No, Michel's mother said, it was A-L-A-M.
At first, Oeyen thought the name was Middle Eastern. Then, he went to an Internet listing of those whose names are on the Vietnam Veterans Memorial Wall in Washington, D.C. When he typed in the four letters, three names came up: two Alamos and one Alameda.
When Michel saw her father's name, she said, she was certain she had found the man who had fallen in love with her mother and died before she was born.
They found out Alameda had been in Vietnam about the time that Michel was conceived and was based in Tay Ninh, where Michel's mother had worked and where Michel was born. When Michel and Oeyen contacted the Alamedas, they were skeptical at first. But, they said, they were soon convinced. One uncle in Hilo told Michel when he saw a photo of her that she "looked like one of us. Welcome to the family."

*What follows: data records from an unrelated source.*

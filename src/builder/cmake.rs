//! CMake configure invocation carrying the composed flags.

use std::path::{Path, PathBuf};

use anyhow::{bail, Result};

use crate::builder::flags::{BuildType, FlagAccumulator, Language};
use crate::util::process::{find_cmake, ProcessBuilder};

/// A `cmake -G ...` configure run.
#[derive(Debug, Clone)]
pub struct CMakeConfigure {
    source_dir: PathBuf,
    build_dir: Option<PathBuf>,
    generator: String,
    build_type: BuildType,
    cache_entries: Vec<(String, String)>,
}

impl CMakeConfigure {
    /// Create a configure run for `source_dir` with the given generator.
    pub fn new(source_dir: impl Into<PathBuf>, generator: impl Into<String>, build_type: BuildType) -> Self {
        CMakeConfigure {
            source_dir: source_dir.into(),
            build_dir: None,
            generator: generator.into(),
            build_type,
            cache_entries: Vec::new(),
        }
    }

    /// Set a separate build directory (`-B`).
    pub fn build_dir(mut self, dir: impl Into<PathBuf>) -> Self {
        self.build_dir = Some(dir.into());
        self
    }

    /// Add a `-D<name>=<value>` cache entry.
    pub fn define(mut self, name: impl Into<String>, value: impl Into<String>) -> Self {
        self.cache_entries.push((name.into(), value.into()));
        self
    }

    /// Carry the six flag lists as `CMAKE_<LANG>_FLAGS[_<CONFIG>]` entries.
    ///
    /// Definitions are folded into the base C and C++ strings.
    pub fn flags(mut self, acc: &FlagAccumulator) -> Self {
        for (lang, prefix) in [(Language::C, "CMAKE_C_FLAGS"), (Language::Cxx, "CMAKE_CXX_FLAGS")] {
            self.cache_entries
                .push((prefix.to_string(), acc.command_line(lang, None)));
            for config in [BuildType::Debug, BuildType::Release] {
                self.cache_entries.push((
                    format!("{}_{}", prefix, config.as_cmake().to_uppercase()),
                    acc.command_line(lang, Some(config)),
                ));
            }
        }
        self
    }

    /// Build the process for `cmake`.
    pub fn command(&self, cmake: &Path) -> ProcessBuilder {
        let mut cmd = ProcessBuilder::new(cmake);

        cmd = cmd.arg("-G").arg(&self.generator);
        cmd = cmd.arg("-S").arg(&self.source_dir);
        if let Some(ref build_dir) = self.build_dir {
            cmd = cmd.arg("-B").arg(build_dir);
        }

        cmd = cmd.arg(format!("-DCMAKE_BUILD_TYPE={}", self.build_type.as_cmake()));

        for (name, value) in &self.cache_entries {
            cmd = cmd.arg(format!("-D{}={}", name, value));
        }

        cmd
    }

    /// Run the configure step and return the tool's exit code.
    pub fn run(&self) -> Result<i32> {
        let Some(cmake) = find_cmake() else {
            bail!(
                "CMake not found\n\
                 \n\
                 CMake is required to generate project files.\n\
                 Install CMake and ensure it's in your PATH."
            );
        };

        let cmd = self.command(&cmake);
        tracing::info!("Configuring with `{}`", cmd.display_command());

        let status = cmd.status()?;
        // A signal-terminated cmake has no code
        Ok(status.code().unwrap_or(1))
    }
}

A DNA test completed a week before Christmas confirmed Alameda was Michel's father. Now, Michel is learning everything she can about the family she never knew.
She plans to stay in the islands until Wednesday, visiting her dad's old stomping grounds and learning more about her heritage. And even though she never got to meet her father, meeting his brothers and sisters makes her feel complete.
"Just touching him," she said, putting her hand on her uncle Alfred's back, "I feel my dad."